Димка уныло махнул рукой:

— Ладно, к-какая разница? Н-ну, чистили… Подумаешь, беда какая!..

— Довольно, мальчики! — тряхнула волосами Рита. — Пора нам всем баиньки, мсье Гейо стучит снизу. Давайте стелить наши княжеские постели.

Все шестеро улеглись на полу, отодвинув стол в угол и расстелив старые пледы, плащи, пальто. «Полковники» уложили Риту-Агриппину между собой. В открытое окно мансарды вливался посвежевший воздух летней ночи. Розоватое от городских огней, смутно светилось усеянное тусклыми звездами небо. Внизу, запершись в своей холостяцкой комнатушке, тихонько играл на виолончели хозяин мансарды мсье Гейо.

Максим долго не спал. Его босые ноги то и дело натыкались на разбросанные по полу бутылки, на чьи-то башмаки, какие-то банки. Он отвернулся к стене и закурил, пряча в ладонях огонек спички.

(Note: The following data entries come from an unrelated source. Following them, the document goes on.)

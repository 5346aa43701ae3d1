use async_trait::async_trait;

use super::{Command, CommandContext, CommandResult};
use crate::events::{Event, PointerEvent};
use crate::layout::Axis;

pub struct LayoutCommand;

#[async_trait]
impl Command for LayoutCommand {
    fn name(&self) -> &str {
        "/layout"
    }

    fn description(&self) -> &str {
        "show the editor and output split sizes"
    }

    async fn execute(&self, ctx: &CommandContext<'_>, _args: &str) -> CommandResult {
        let layout = ctx.layout.lock().unwrap();
        let cols = ctx.viewport.width as u16;
        let rows = ctx.viewport.height as u16;
        let editor = layout.editor.extent();
        let output = layout.output.extent();
        println!("  editor  {:>7}  ({} of {cols} cols)", editor.to_string(), editor.cells(cols));
        println!("  output  {:>7}  ({} of {rows} rows)", output.to_string(), output.cells(rows));
        CommandResult::Handled
    }
}

/// Replays a full drag gesture (press, move, release) through the event bus.
pub struct DragCommand;

#[async_trait]
impl Command for DragCommand {
    fn name(&self) -> &str {
        "/drag"
    }

    fn usage(&self) -> &str {
        "<editor|output> <from> <to>"
    }

    fn description(&self) -> &str {
        "drag a split handle between two cell positions"
    }

    async fn execute(&self, ctx: &CommandContext<'_>, args: &str) -> CommandResult {
        let Some((axis, from, to)) = parse_drag(args) else {
            println!("  usage: /drag <editor|output> <from> <to>");
            return CommandResult::Handled;
        };

        let mut layout = ctx.layout.lock().unwrap();
        let controller = match axis {
            Axis::Horizontal => &mut layout.editor,
            Axis::Vertical => &mut layout.output,
        };
        controller.begin_drag(ctx.bus, from, ctx.viewport);

        let pointer = match axis {
            Axis::Horizontal => PointerEvent::Move { x: to, y: 0.0 },
            Axis::Vertical => PointerEvent::Move { x: 0.0, y: to },
        };
        ctx.bus.emit(Event::Pointer(pointer));
        ctx.bus.emit(Event::Pointer(PointerEvent::Release));
        layout.pump();

        println!(
            "  editor {} | output {}",
            layout.editor.extent(),
            layout.output.extent()
        );
        CommandResult::Handled
    }
}

fn parse_drag(args: &str) -> Option<(Axis, f64, f64)> {
    let mut parts = args.split_whitespace();
    let axis = match parts.next()? {
        "editor" => Axis::Horizontal,
        "output" => Axis::Vertical,
        _ => return None,
    };
    let from = parts.next()?.parse().ok()?;
    let to = parts.next()?.parse().ok()?;
    if parts.next().is_some() {
        return None;
    }
    Some((axis, from, to))
}
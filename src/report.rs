//! Terminal rendering of run results.

use crate::classify::classify;
use crate::consts::pluralize;

pub const EMPTY_MESSAGE: &str = "No output yet. Run your code to see results!";

/// Format results as a list of test cases, each with its severity badge.
pub fn render(results: &[String]) -> String {
    let mut out = format!("Output ({})\n", pluralize(results.len(), "result"));
    if results.is_empty() {
        out.push_str(&format!("\n  {EMPTY_MESSAGE}\n"));
        return out;
    }
    for (i, output) in results.iter().enumerate() {
        let severity = classify(output);
        out.push_str(&format!(
            "\n  {} Test Case {}  [{}]\n",
            severity.symbol(),
            i + 1,
            severity.label()
        ));
        for line in output.lines() {
            out.push_str(&format!("    {line}\n"));
        }
    }
    out
}

pub fn print_results(results: &[String]) {
    print!("{}", render(results));
}
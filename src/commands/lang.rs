use async_trait::async_trait;

use super::{Command, CommandContext, CommandResult};
use crate::languages::CATALOG;

pub struct LangCommand;

#[async_trait]
impl Command for LangCommand {
    fn name(&self) -> &str {
        "/lang"
    }

    fn usage(&self) -> &str {
        "[id]"
    }

    fn description(&self) -> &str {
        "list languages, or switch (replaces the source with boilerplate)"
    }

    async fn execute(&self, ctx: &CommandContext<'_>, args: &str) -> CommandResult {
        if args.is_empty() {
            let current = ctx.session.language().id;
            for lang in CATALOG {
                let marker = if lang.id == current { " ← current" } else { "" };
                println!("  {:<12} {}{}", lang.id, lang.label, marker);
            }
            return CommandResult::Handled;
        }

        if args == ctx.session.language().id {
            println!("  already using {}", ctx.session.language().label);
            return CommandResult::Handled;
        }

        match ctx.session.select_language(args) {
            Ok(lang) => println!("  ✓ switched to {} (source reset to boilerplate)", lang.label),
            Err(e) => eprintln!("  ✗ {e}"),
        }
        CommandResult::Handled
    }
}
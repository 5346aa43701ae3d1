//! Window-global event scope.
//!
//! Front-ends emit pointer and keyboard signals via [`EventBus::emit`];
//! drag gestures and the run shortcut listen via [`EventBus::subscribe`].
//! Built on [`tokio::sync::broadcast`], so a listener is just a receiver:
//! dropping it detaches the listener, and [`EventBus::listener_count`]
//! shows how many are attached.

use tokio::sync::broadcast;
use tokio::sync::broadcast::error::TryRecvError;

use crate::keymap::KeyChord;

/// Pointer signals, in viewport coordinates.
#[derive(Debug, Clone, Copy, PartialEq)]
pub enum PointerEvent {
    Move { x: f64, y: f64 },
    Release,
    /// Pointer capture lost without a release.
    Cancel,
    /// The window lost focus mid-gesture.
    Blur,
}

impl PointerEvent {
    /// Whether this signal ends a drag gesture.
    pub fn ends_gesture(&self) -> bool {
        matches!(
            self,
            PointerEvent::Release | PointerEvent::Cancel | PointerEvent::Blur
        )
    }
}

/// Events that flow through the system.
#[derive(Debug, Clone, PartialEq)]
pub enum Event {
    Pointer(PointerEvent),
    Key(KeyChord),
}

/// A broadcast channel that any component can emit to or subscribe from.
#[derive(Debug)]
pub struct EventBus {
    tx: broadcast::Sender<Event>,
}

impl EventBus {
    /// Create a new event bus with the given channel capacity.
    pub fn new(capacity: usize) -> Self {
        let (tx, _) = broadcast::channel(capacity);
        Self { tx }
    }

    /// Emit an event to all current subscribers.
    /// Returns the number of receivers that will see it.
    pub fn emit(&self, event: Event) -> usize {
        self.tx.send(event).unwrap_or(0)
    }

    /// Subscribe to events. Returns a receiver that yields all
    /// future events (does not replay past ones).
    pub fn subscribe(&self) -> broadcast::Receiver<Event> {
        self.tx.subscribe()
    }

    /// Number of attached listeners.
    pub fn listener_count(&self) -> usize {
        self.tx.receiver_count()
    }
}

impl Default for EventBus {
    fn default() -> Self {
        Self::new(256)
    }
}

/// Take every event currently queued for `rx` without waiting.
/// Events dropped because the listener fell behind are skipped.
pub fn drain(rx: &mut broadcast::Receiver<Event>) -> Vec<Event> {
    let mut events = Vec::new();
    loop {
        match rx.try_recv() {
            Ok(event) => events.push(event),
            Err(TryRecvError::Lagged(_)) => continue,
            Err(TryRecvError::Empty) | Err(TryRecvError::Closed) => break,
        }
    }
    events
}
//! A terminal spinner shown while a run is outstanding.

use std::io::Write;
use std::time::{Duration, Instant};

use tokio::task::JoinHandle;

/// Braille spinner frames.
const FRAMES: &[&str] = &["⠋", "⠙", "⠹", "⠸", "⠼", "⠴", "⠦", "⠧", "⠇", "⠏"];

/// Frame interval.
const INTERVAL: Duration = Duration::from_millis(80);

/// A spinner with an elapsed-time counter, drawn on stderr by a background
/// task. Call [`Spinner::stop`] when done; it clears its line.
pub struct Spinner {
    handle: JoinHandle<()>,
    cancel: tokio::sync::watch::Sender<bool>,
}

impl Spinner {
    pub fn start(message: &str) -> Self {
        let (cancel_tx, mut cancel_rx) = tokio::sync::watch::channel(false);
        let message = message.to_string();
        let started = Instant::now();

        let handle = tokio::spawn(async move {
            for frame in FRAMES.iter().cycle() {
                eprint!("\x1b[2K\r{}", frame_line(frame, &message, started.elapsed()));
                let _ = std::io::stderr().flush();

                tokio::select! {
                    _ = tokio::time::sleep(INTERVAL) => {}
                    _ = cancel_rx.changed() => break,
                }
            }
            eprint!("\x1b[2K\r");
            let _ = std::io::stderr().flush();
        });

        Self {
            handle,
            cancel: cancel_tx,
        }
    }

    pub async fn stop(self) {
        let _ = self.cancel.send(true);
        let _ = self.handle.await;
    }
}

fn frame_line(frame: &str, message: &str, elapsed: Duration) -> String {
    format!("{frame} {message} {:.1}s", elapsed.as_secs_f64())
}
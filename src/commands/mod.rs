//! REPL commands prefixed with `/`.
//!
//! Commands implement the [`Command`] trait and are registered in a
//! [`CommandRegistry`]. The registry handles dispatch, alias resolution,
//! and help generation. Extra commands can be added at runtime via
//! `registry.register(Arc::new(MyCommand))`.

mod case;
mod code;
mod edit;
mod file;
mod help;
mod lang;
mod layout;
mod quit;
mod results;
mod run;

use async_trait::async_trait;
use std::sync::{Arc, Mutex};

use crate::events::EventBus;
use crate::input::SharedInput;
use crate::layout::{Layout, Viewport};
use crate::session::{RunStatus, Session};

/// Everything a command may touch.
pub struct CommandContext<'a> {
    /// Shared so a run can outlive the command that started it.
    pub session: &'a Arc<Session>,
    pub layout: &'a Mutex<Layout>,
    pub bus: &'a EventBus,
    /// The REPL's input, for commands that read more lines.
    pub input: &'a SharedInput,
    /// Terminal size in cells, used as the drag viewport.
    pub viewport: Viewport,
}

/// What the REPL should do after a command runs.
#[derive(Debug)]
pub enum CommandResult {
    /// Not a command.
    NotACommand,
    /// Command handled, continue the REPL loop.
    Handled,
    /// A run was requested; carries what happened.
    Ran(RunStatus),
    /// Exit the REPL.
    Quit,
}

/// A REPL command. Implement this trait to add new commands.
#[async_trait]
pub trait Command: Send + Sync {
    /// Primary name, e.g. `"/run"`.
    fn name(&self) -> &str;

    /// Alternative names, e.g. `&["/h", "/?"]`.
    fn aliases(&self) -> &[&str] {
        &[]
    }

    /// Argument synopsis for `/help`, e.g. `"<path>"`.
    fn usage(&self) -> &str {
        ""
    }

    /// One-line description for `/help`.
    fn description(&self) -> &str;

    /// Run the command. `args` is the trimmed text after the command name.
    async fn execute(&self, ctx: &CommandContext<'_>, args: &str) -> CommandResult;
}

/// Holds registered commands.
pub struct CommandRegistry {
    commands: Vec<Arc<dyn Command>>,
}

impl CommandRegistry {
    /// Create a registry with all built-in commands.
    pub fn new() -> Self {
        let commands: Vec<Arc<dyn Command>> = vec![
            Arc::new(help::HelpCommand),
            Arc::new(run::RunCommand),
            Arc::new(results::ResultsCommand),
            Arc::new(lang::LangCommand),
            Arc::new(code::CodeCommand),
            Arc::new(edit::EditCommand),
            Arc::new(case::CaseCommand),
            Arc::new(file::LoadCommand),
            Arc::new(file::SaveCommand),
            Arc::new(layout::LayoutCommand),
            Arc::new(layout::DragCommand),
            Arc::new(quit::QuitCommand),
        ];
        Self { commands }
    }

    pub fn register(&mut self, command: Arc<dyn Command>) {
        self.commands.push(command);
    }

    /// Dispatch input to a matching command, or return `NotACommand`.
    pub async fn dispatch(&self, input: &str, ctx: &CommandContext<'_>) -> CommandResult {
        let (cmd, args) = split_command(input);

        for command in &self.commands {
            if cmd == command.name() || command.aliases().contains(&cmd) {
                // /help needs the registry to list all commands
                if command.name() == "/help" {
                    print!("{}", self.help_text());
                    return CommandResult::Handled;
                }
                return command.execute(ctx, args).await;
            }
        }

        if cmd.starts_with('/') {
            println!("unknown command: {cmd}");
            println!("type /help for available commands");
            return CommandResult::Handled;
        }

        CommandResult::NotACommand
    }

    /// Generate help text from all registered commands.
    pub fn help_text(&self) -> String {
        let entries: Vec<(String, &str)> = self
            .commands
            .iter()
            .map(|c| (format_label(c.name(), c.usage(), c.aliases()), c.description()))
            .collect();

        let max_width = entries
            .iter()
            .map(|(label, _)| label.len())
            .max()
            .unwrap_or(10);

        let mut out = String::new();
        for (label, desc) in &entries {
            out.push_str(&format!("  {label:<max_width$}  {desc}\n"));
        }
        out
    }

    pub fn names(&self) -> Vec<&str> {
        self.commands.iter().map(|c| c.name()).collect()
    }

    /// All registered names and aliases (for duplicate detection).
    pub fn all_triggers(&self) -> Vec<&str> {
        let mut triggers = Vec::new();
        for cmd in &self.commands {
            triggers.push(cmd.name());
            triggers.extend_from_slice(cmd.aliases());
        }
        triggers
    }
}

impl Default for CommandRegistry {
    fn default() -> Self {
        Self::new()
    }
}

fn split_command(input: &str) -> (&str, &str) {
    let input = input.trim();
    match input.split_once(char::is_whitespace) {
        Some((cmd, args)) => (cmd, args.trim()),
        None => (input, ""),
    }
}

fn format_label(name: &str, usage: &str, aliases: &[&str]) -> String {
    let mut label = name.to_string();
    if !usage.is_empty() {
        label.push(' ');
        label.push_str(usage);
    }
    if !aliases.is_empty() {
        label.push_str(&format!(" ({})", aliases.join(", ")));
    }
    label
}

/// Parse a 1-based index as typed by the user into a 0-based one.
fn parse_index(text: &str) -> Option<usize> {
    text.parse::<usize>().ok().filter(|n| *n >= 1).map(|n| n - 1)
}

«Живут же люди, — с тоской подумал Максим, — вырваны с корнем, растоптаны, а живут. Нужники чистят, а небось мечтают о том, как с колокольным звоном в Москву войдут, как мужиков будут полосовать шомполами…»

Касаясь щекой плеча Крайнова, Максим думал о своих взаимоотношениях с этим человеком. Он не сказал Крайнову о том, что был судим военным судом кутеповского корпуса и приговорен к расстрелу, не рассказал и о бегстве с Хаббардом со «Святого Фоки». У Максима даже мысли не было о том, что одностаничник и однополчанин Гурий Крайнов может предать его или ввергнуть в беду, но в то же время он чувствовал, что Гурий чего-то недоговаривает, что-то скрывает от него, и это смущало и настораживало Максима.

Утром, завтракая с Максимом в дешевой харчевне, Крайнов сказал ему:

— Ты не суди о наших силах по этим сопливым «полковникам». Они давно сброшены со счетов. Таких в Париже немало. Эта заваль только пьянствует и служит панихиды. К счастью, не они определяют нашу дорогу. Через недельку я тебя познакомлю кое с кем из «Общевоинского союза», и ты убедишься, что у нас еще есть порох в пороховницах.

— А ты веришь, Гурий, в то, что порох еще пригодится? — спросил Максим.

— Не только верю, уверен, — твердо сказал Крайнов. — Мы, брат, схлестнемся с большевиками не на жизнь, а на смерть. Но к этому нужно готовиться, не хныкать и не служить панихиды…

Однако, хотя Крайнов и уверял друга, что в эмигрантских пороховницах есть порох, Максим, живя в Париже, пришел к противоположным выводам. Предоставленный самому себе, он слонялся по городу, заходил в русские клубы и рестораны, встречался с людьми, съездил в загородную русскую колонию, побывал на лекциях Милюкова и Амфитеатрова, прочитал десятки эмигрантских газет и журналов, и, чем глубже узнавал жизнь эмиграции, тем более острая тоска и раздражение овладевали им.